Тел. Д 1-74-5. 19 6/V 37 – зелеными чернилами. Так, что там про жену, мать убийцы? Софья Мироновна. Учетная карточка члена КПСС №00034516. Умерла в апреле 1977 года. Партдокументы погашены Ждановским РК КПСС.
Год рождения 1908, еврейка. Родной язык – русский.
В комсомоле с четырнадцати лет, в партии с восемнадцати. С шестнадцати лет на ткацкой фабрике аппретурщицей, размеряльщицей и настильщицей. Так, а кто она в период знакомства с Шахуриным? Студентка инженерно-технической академии – там, скорее всего, и познакомились. Потом, ух ты, директор производства в доме заключенных, швейные мастерские с перерывами на временную пенсию и болезни на полтора-два года. С начала войны не работала. Пока не погиб сын.

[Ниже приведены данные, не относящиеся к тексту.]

//! MemoryCounters — per-device cost ledger.
//!
//! Nine raw accumulators (time, bytes and operation count for read, write and
//! overwrite) plus derived read-only aggregates that are recomputed on every
//! access, so an aggregate can never be stale.

use crate::error::{SimError, SimResult};
use serde::{Deserialize, Serialize};
use std::fmt;

/// Value of a single counter: simulated seconds or an integer count.
#[derive(Debug, Clone, Copy, PartialEq, Serialize, Deserialize)]
#[serde(untagged)]
pub enum CounterValue {
    Time(f64),
    Count(u64),
}

impl CounterValue {
    pub fn as_f64(&self) -> f64 {
        match self {
            CounterValue::Time(t) => *t,
            CounterValue::Count(c) => *c as f64,
        }
    }

    /// Integer view; time values are truncated.
    pub fn as_u64(&self) -> u64 {
        match self {
            CounterValue::Time(t) => *t as u64,
            CounterValue::Count(c) => *c,
        }
    }
}

impl fmt::Display for CounterValue {
    fn fmt(&self, f: &mut fmt::Formatter<'_>) -> fmt::Result {
        match self {
            CounterValue::Time(t) => write!(f, "{:.9}", t),
            CounterValue::Count(c) => write!(f, "{}", c),
        }
    }
}

/// One named counter reading, used for reports.
#[derive(Debug, Clone, PartialEq, Serialize, Deserialize)]
pub struct CounterSample {
    pub name: String,
    pub value: CounterValue,
}

/// Kind of device access recorded by a ledger.
#[derive(Debug, Clone, Copy, PartialEq, Eq)]
pub enum Access {
    Read,
    Write,
    Overwrite,
}

impl Access {
    fn offset(self) -> usize {
        match self {
            Access::Read => 0,
            Access::Write => 1,
            Access::Overwrite => 2,
        }
    }
}

/// Dense counter ids. Raw counters come first, derived (`Ro*`) after.
#[derive(Debug, Clone, Copy, PartialEq, Eq, Hash)]
#[repr(usize)]
pub enum MemoryCounter {
    ReadTotalTime = 0,
    WriteTotalTime,
    OverwriteTotalTime,
    ReadTotalBytes,
    WriteTotalBytes,
    OverwriteTotalBytes,
    ReadTotalOperations,
    WriteTotalOperations,
    OverwriteTotalOperations,
    RoTotalTime,
    RoTotalBytes,
    RoTotalOperations,
    RoReadAvgTime,
    RoWriteAvgTime,
    RoOverwriteAvgTime,
    RoReadAvgBytes,
    RoWriteAvgBytes,
    RoOverwriteAvgBytes,
}

const RAW_TIME: usize = 3;
const RAW_LONG: usize = 6;

impl MemoryCounter {
    pub const ALL: [MemoryCounter; 18] = [
        MemoryCounter::ReadTotalTime,
        MemoryCounter::WriteTotalTime,
        MemoryCounter::OverwriteTotalTime,
        MemoryCounter::ReadTotalBytes,
        MemoryCounter::WriteTotalBytes,
        MemoryCounter::OverwriteTotalBytes,
        MemoryCounter::ReadTotalOperations,
        MemoryCounter::WriteTotalOperations,
        MemoryCounter::OverwriteTotalOperations,
        MemoryCounter::RoTotalTime,
        MemoryCounter::RoTotalBytes,
        MemoryCounter::RoTotalOperations,
        MemoryCounter::RoReadAvgTime,
        MemoryCounter::RoWriteAvgTime,
        MemoryCounter::RoOverwriteAvgTime,
        MemoryCounter::RoReadAvgBytes,
        MemoryCounter::RoWriteAvgBytes,
        MemoryCounter::RoOverwriteAvgBytes,
    ];

    pub const FIRST_RAW: MemoryCounter = MemoryCounter::ReadTotalTime;
    pub const LAST_RAW: MemoryCounter = MemoryCounter::OverwriteTotalOperations;
    pub const FIRST_DERIVED: MemoryCounter = MemoryCounter::RoTotalTime;
    pub const LAST_DERIVED: MemoryCounter = MemoryCounter::RoOverwriteAvgBytes;

    pub fn index(self) -> usize {
        self as usize
    }

    pub fn from_index(index: usize) -> Option<Self> {
        Self::ALL.get(index).copied()
    }

    /// Forward iteration over `first..=last`.
    pub fn range(first: MemoryCounter, last: MemoryCounter) -> impl Iterator<Item = MemoryCounter> {
        (first.index()..=last.index()).filter_map(Self::from_index)
    }

    pub fn is_derived(self) -> bool {
        self.index() >= Self::FIRST_DERIVED.index()
    }

    pub fn is_time(self) -> bool {
        matches!(
            self,
            MemoryCounter::ReadTotalTime
                | MemoryCounter::WriteTotalTime
                | MemoryCounter::OverwriteTotalTime
                | MemoryCounter::RoTotalTime
                | MemoryCounter::RoReadAvgTime
                | MemoryCounter::RoWriteAvgTime
                | MemoryCounter::RoOverwriteAvgTime
        )
    }

    pub fn name(self) -> &'static str {
        match self {
            MemoryCounter::ReadTotalTime => "MEMORY_COUNTER_RW_READ_TOTAL_TIME",
            MemoryCounter::WriteTotalTime => "MEMORY_COUNTER_RW_WRITE_TOTAL_TIME",
            MemoryCounter::OverwriteTotalTime => "MEMORY_COUNTER_RW_OVERWRITE_TOTAL_TIME",
            MemoryCounter::ReadTotalBytes => "MEMORY_COUNTER_RW_READ_TOTAL_BYTES",
            MemoryCounter::WriteTotalBytes => "MEMORY_COUNTER_RW_WRITE_TOTAL_BYTES",
            MemoryCounter::OverwriteTotalBytes => "MEMORY_COUNTER_RW_OVERWRITE_TOTAL_BYTES",
            MemoryCounter::ReadTotalOperations => "MEMORY_COUNTER_RW_READ_TOTAL_OPERATIONS",
            MemoryCounter::WriteTotalOperations => "MEMORY_COUNTER_RW_WRITE_TOTAL_OPERATIONS",
            MemoryCounter::OverwriteTotalOperations => {
                "MEMORY_COUNTER_RW_OVERWRITE_TOTAL_OPERATIONS"
            }
            MemoryCounter::RoTotalTime => "MEMORY_COUNTER_RO_TOTAL_TIME",
            MemoryCounter::RoTotalBytes => "MEMORY_COUNTER_RO_TOTAL_BYTES",
            MemoryCounter::RoTotalOperations => "MEMORY_COUNTER_RO_TOTAL_OPERATIONS",
            MemoryCounter::RoReadAvgTime => "MEMORY_COUNTER_RO_READ_AVG_TIME",
            MemoryCounter::RoWriteAvgTime => "MEMORY_COUNTER_RO_WRITE_AVG_TIME",
            MemoryCounter::RoOverwriteAvgTime => "MEMORY_COUNTER_RO_OVERWRITE_AVG_TIME",
            MemoryCounter::RoReadAvgBytes => "MEMORY_COUNTER_RO_READ_AVG_BYTES",
            MemoryCounter::RoWriteAvgBytes => "MEMORY_COUNTER_RO_WRITE_AVG_BYTES",
            MemoryCounter::RoOverwriteAvgBytes => "MEMORY_COUNTER_RO_OVERWRITE_AVG_BYTES",
        }
    }
}

/// Ledger of memory costs.
#[derive(Debug, Clone, Default, PartialEq)]
pub struct MemoryCounters {
    times: [f64; RAW_TIME],
    // bytes for read/write/overwrite, then operations for read/write/overwrite
    longs: [u64; RAW_LONG],
}

impl MemoryCounters {
    pub fn new() -> Self {
        Self::default()
    }

    /// Records one access of `bytes` bytes that took `time` seconds.
    pub fn record(&mut self, access: Access, time: f64, bytes: u64) {
        let i = access.offset();
        self.times[i] += time;
        self.longs[i] += bytes;
        self.longs[RAW_TIME + i] += 1;
    }

    /// Adds `delta` to a raw counter.
    pub fn peg_counter(&mut self, id: MemoryCounter, delta: CounterValue) -> SimResult<()> {
        if id.is_derived() {
            return Err(SimError::invalid_argument(
                format!("{} is derived and cannot be pegged", id.name()),
                "MemoryCounters::peg_counter",
            ));
        }
        match (id.is_time(), delta) {
            (true, CounterValue::Time(t)) => self.times[id.index()] += t,
            (false, CounterValue::Count(c)) => self.longs[id.index() - RAW_TIME] += c,
            _ => {
                return Err(SimError::invalid_argument(
                    format!("value kind does not match counter {}", id.name()),
                    "MemoryCounters::peg_counter",
                ));
            }
        }
        Ok(())
    }

    pub fn get_counter(&self, id: MemoryCounter) -> (&'static str, CounterValue) {
        (id.name(), self.value(id))
    }

    pub fn value(&self, id: MemoryCounter) -> CounterValue {
        use MemoryCounter::*;
        match id {
            ReadTotalTime | WriteTotalTime | OverwriteTotalTime => {
                CounterValue::Time(self.times[id.index()])
            }
            ReadTotalBytes | WriteTotalBytes | OverwriteTotalBytes | ReadTotalOperations
            | WriteTotalOperations | OverwriteTotalOperations => {
                CounterValue::Count(self.longs[id.index() - RAW_TIME])
            }
            RoTotalTime => CounterValue::Time(self.times.iter().sum()),
            RoTotalBytes => CounterValue::Count(self.longs[..3].iter().sum()),
            RoTotalOperations => CounterValue::Count(self.longs[3..].iter().sum()),
            RoReadAvgTime => CounterValue::Time(self.avg_time(Access::Read)),
            RoWriteAvgTime => CounterValue::Time(self.avg_time(Access::Write)),
            RoOverwriteAvgTime => CounterValue::Time(self.avg_time(Access::Overwrite)),
            RoReadAvgBytes => CounterValue::Count(self.avg_bytes(Access::Read)),
            RoWriteAvgBytes => CounterValue::Count(self.avg_bytes(Access::Write)),
            RoOverwriteAvgBytes => CounterValue::Count(self.avg_bytes(Access::Overwrite)),
        }
    }

    pub fn time(&self, id: MemoryCounter) -> f64 {
        self.value(id).as_f64()
    }

    pub fn count(&self, id: MemoryCounter) -> u64 {
        self.value(id).as_u64()
    }

    fn avg_time(&self, access: Access) -> f64 {
        let ops = self.longs[RAW_TIME + access.offset()];
        if ops == 0 {
            0.0
        } else {
            self.times[access.offset()] / ops as f64
        }
    }

    fn avg_bytes(&self, access: Access) -> u64 {
        let ops = self.longs[RAW_TIME + access.offset()];
        if ops == 0 {
            0
        } else {
            self.longs[access.offset()] / ops
        }
    }

    pub fn reset_counter(&mut self, id: MemoryCounter) -> SimResult<()> {
        if id.is_derived() {
            return Err(SimError::invalid_argument(
                format!("{} is derived and cannot be reset", id.name()),
                "MemoryCounters::reset_counter",
            ));
        }
        if id.is_time() {
            self.times[id.index()] = 0.0;
        } else {
            self.longs[id.index() - RAW_TIME] = 0;
        }
        Ok(())
    }

    pub fn reset_all_counters(&mut self) {
        *self = Self::default();
    }

    pub fn snapshot(&self) -> Vec<CounterSample> {
        MemoryCounter::ALL
            .iter()
            .map(|id| CounterSample {
                name: id.name().to_string(),
                value: self.value(*id),
            })
            .collect()
    }
}

#[cfg(test)]
mod tests {
    use super::*;

    #[test]
    fn test_fresh_counters_are_zero() {
        let counters = MemoryCounters::new();
        for id in MemoryCounter::range(MemoryCounter::FIRST_RAW, MemoryCounter::LAST_DERIVED) {
            assert_eq!(counters.value(id).as_f64(), 0.0, "{}", id.name());
        }
    }

    #[test]
    fn test_record_updates_raw_and_derived() {
        let mut counters = MemoryCounters::new();
        counters.record(Access::Read, 0.5, 4096);
        counters.record(Access::Read, 1.5, 8192);
        counters.record(Access::Write, 2.0, 100);

        assert_eq!(counters.time(MemoryCounter::ReadTotalTime), 2.0);
        assert_eq!(counters.count(MemoryCounter::ReadTotalBytes), 12288);
        assert_eq!(counters.count(MemoryCounter::ReadTotalOperations), 2);
        assert_eq!(counters.time(MemoryCounter::RoTotalTime), 4.0);
        assert_eq!(counters.count(MemoryCounter::RoTotalBytes), 12388);
        assert_eq!(counters.count(MemoryCounter::RoTotalOperations), 3);
        assert_eq!(counters.time(MemoryCounter::RoReadAvgTime), 1.0);
        assert_eq!(counters.count(MemoryCounter::RoReadAvgBytes), 6144);
    }

    #[test]
    fn test_average_with_zero_operations_is_zero() {
        let mut counters = MemoryCounters::new();
        counters
            .peg_counter(MemoryCounter::OverwriteTotalTime, CounterValue::Time(3.0))
            .unwrap();
        assert_eq!(counters.time(MemoryCounter::RoOverwriteAvgTime), 0.0);
        assert_eq!(counters.count(MemoryCounter::RoOverwriteAvgBytes), 0);
    }

    #[test]
    fn test_peg_rejects_derived_and_kind_mismatch() {
        let mut counters = MemoryCounters::new();
        assert!(
            counters
                .peg_counter(MemoryCounter::RoTotalTime, CounterValue::Time(1.0))
                .is_err()
        );
        assert!(
            counters
                .peg_counter(MemoryCounter::ReadTotalBytes, CounterValue::Time(1.0))
                .is_err()
        );
        assert!(
            counters
                .peg_counter(MemoryCounter::ReadTotalTime, CounterValue::Count(1))
                .is_err()
        );
    }

    #[test]
    fn test_reset_counter_recomputes_derived() {
        let mut counters = MemoryCounters::new();
        counters.record(Access::Overwrite, 1.0, 10);
        counters.record(Access::Write, 2.0, 20);

        counters.reset_counter(MemoryCounter::OverwriteTotalTime).unwrap();
        assert_eq!(counters.time(MemoryCounter::RoTotalTime), 2.0);
        assert!(counters.reset_counter(MemoryCounter::RoTotalBytes).is_err());

        counters.reset_all_counters();
        for id in MemoryCounter::range(MemoryCounter::FIRST_DERIVED, MemoryCounter::LAST_DERIVED) {
            assert_eq!(counters.value(id).as_f64(), 0.0);
        }
    }

    #[test]
    fn test_range_iterates_forward() {
        let ids: Vec<_> =
            MemoryCounter::range(MemoryCounter::ReadTotalBytes, MemoryCounter::OverwriteTotalBytes)
                .collect();
        assert_eq!(
            ids,
            vec![
                MemoryCounter::ReadTotalBytes,
                MemoryCounter::WriteTotalBytes,
                MemoryCounter::OverwriteTotalBytes
            ]
        );
    }

    #[test]
    fn test_snapshot_serializes() {
        let mut counters = MemoryCounters::new();
        counters.record(Access::Read, 0.25, 64);
        let json = serde_json::to_string(&counters.snapshot()).unwrap();
        assert!(json.contains("MEMORY_COUNTER_RW_READ_TOTAL_TIME"));
        assert!(json.contains("0.25"));
    }
}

Да, князья тридцатых годов получали жену-еврейку с неотвратимостью положенного, как дачу, автомобиль и телефонный аппарат для связи с Кремлем, прозванный «вертушкой», – еврейки чем-то выделялись в истощенном эмиграцией женском культурном слое. Профессиональные антисемиты составили длинные таблицы родоплеменных связей императорских слуг (Бухарин, Молотов, Киров, Калинин, Рыков, Андреев, Поскребышев, Буденный, Яков Сталин и мн. др.), густо засадив их Полинами Абрамовнами, Аннами Мироновнами и Раисами Иосифовнами (урожденными Зунделевич), и перечеркали пересекающимися стрелками (евреек не хватало, и некоторые примерили не одну фамилию членов Совета Народных Комиссаров), разоблачая происки «мировой закулисы». Но предвоенные казни таблицу опустошили, а в войну император ввел моду на русских круглолицых и глупых домохозяек, бывших подавальщиц гарнизонных столовых и медсестер.